Doctors still could prescribe Avastin for breast cancer as it would retain approval for colon, lung, brain and kidney cancers, but sales would likely fall.
Breast cancer treatment accounts for about $1bn of Avastin’s more than $6bn in annual sales, analysts said. The product is Roche’s top-selling drug.
Members of a Food and Drug Administration panel said they did not see enough of a benefit from Avastin in advanced breast cancer to justify its serious risks. They voted 12-1 to urge the FDA to remove the breast cancer approval.
The drug’s risks include gastrointestinal perforations, bleeding and blood clots.
Roche said rates of those problems were low, at less than four percent in the breast cancer trials.
But panel chairman Wyndham Wilson, a National Cancer Institute researcher, said there was definitive evidence that Avastin causes serious and life-threatening side effects. “Small numbers, but if you’re the one, that’s not what you want to be exposed to,” he said.
Overall data “does not support this being effective” in advanced breast cancer, Wilson added.
The FDA usually follows panel recommendations.
The vote was a rare setback for Avastin, a widely used treatment for a variety of cancers.
Morningstar analyst Karen Andersen said the negative ruling in breast cancer “wouldn’t be something that would change my valuation of the firm.”
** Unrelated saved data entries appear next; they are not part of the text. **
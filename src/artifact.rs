//! Committed stage outputs.
//!
//! An artifact is the all-or-nothing product of one stage: a location on
//! disk plus the size and unit count the next stage (and metering) need.

use std::path::{Path, PathBuf};

use serde::{Deserialize, Serialize};
use walkdir::WalkDir;

/// What an artifact contains. Each stage consumes exactly one kind.
#[derive(Debug, Clone, Copy, PartialEq, Eq, Hash, Serialize, Deserialize)]
#[serde(rename_all = "snake_case")]
pub enum ArtifactKind {
    /// Raw stereo-camera capture file.
    Capture,
    /// Extracted stereo frame pairs.
    Frames,
    /// Per-frame segmentation masks.
    Masks,
    /// Reconstructed 3D geometry.
    Reconstruction,
    /// Tracked object trajectories.
    Tracks,
}

impl std::fmt::Display for ArtifactKind {
    fn fmt(&self, f: &mut std::fmt::Formatter<'_>) -> std::fmt::Result {
        let label = match self {
            ArtifactKind::Capture => "capture",
            ArtifactKind::Frames => "frames",
            ArtifactKind::Masks => "masks",
            ArtifactKind::Reconstruction => "reconstruction",
            ArtifactKind::Tracks => "tracks",
        };
        f.write_str(label)
    }
}

/// A committed artifact.
#[derive(Debug, Clone, PartialEq, Eq, Serialize, Deserialize)]
pub struct Artifact {
    /// Content kind.
    pub kind: ArtifactKind,
    /// File or directory holding the artifact.
    pub location: PathBuf,
    /// Bytes on disk.
    pub size_bytes: u64,
    /// Units of work contained (frames, usually), when known.
    #[serde(default)]
    pub units: Option<u64>,
}

impl Artifact {
    /// Creates an artifact with unknown size and unit count.
    pub fn new(kind: ArtifactKind, location: impl Into<PathBuf>) -> Self {
        Self {
            kind,
            location: location.into(),
            size_bytes: 0,
            units: None,
        }
    }

    /// Creates an artifact whose size is measured from disk.
    pub fn from_path(kind: ArtifactKind, location: impl Into<PathBuf>) -> std::io::Result<Self> {
        let location = location.into();
        let size_bytes = directory_size(&location)?;
        Ok(Self {
            kind,
            location,
            size_bytes,
            units: None,
        })
    }

    /// Sets the size in bytes.
    pub fn with_size(mut self, size_bytes: u64) -> Self {
        self.size_bytes = size_bytes;
        self
    }

    /// Sets the number of work units (frames) the artifact holds.
    pub fn with_units(mut self, units: u64) -> Self {
        self.units = Some(units);
        self
    }
}

/// Total size of every regular file under `path`.
///
/// A plain file yields its own length. Symlinks are not followed.
pub fn directory_size(path: &Path) -> std::io::Result<u64> {
    let mut total: u64 = 0;
    for entry in WalkDir::new(path).follow_links(false) {
        let entry = entry.map_err(std::io::Error::other)?;
        if entry.file_type().is_file() {
            total = total.saturating_add(entry.metadata().map_err(std::io::Error::other)?.len());
        }
    }
    Ok(total)
}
“Colorectal and lung cancer are both markets where Avastin has been able to penetrate a very high percentage of the first line patients. (Roche) really relies on those indications for the foundation of Avastin sales,” she said.
Roche unit Genentech said the company stands by its data showing Avastin helps patients with advanced breast cancer. “Avastin should be an option for patients with this incurable disease,” a company statement said.
Avastin won clearance for breast cancer in 2008 under a shorter approval process, but Roche was required to run two follow-up studies to confirm the drug’s effectiveness and receive full approval.
Those studies failed to confirm the level of benefit seen in the initial breast cancer trial, FDA staff said.
Avastin, which is given intravenously, delayed the growth of cancer by 5.5 months in the initial study. In the two later studies, the time ranged from about one month to nearly three months.
Avastin did not extend patients’ overall survival in any of the studies.
The drug’s generic name is bevacizumab.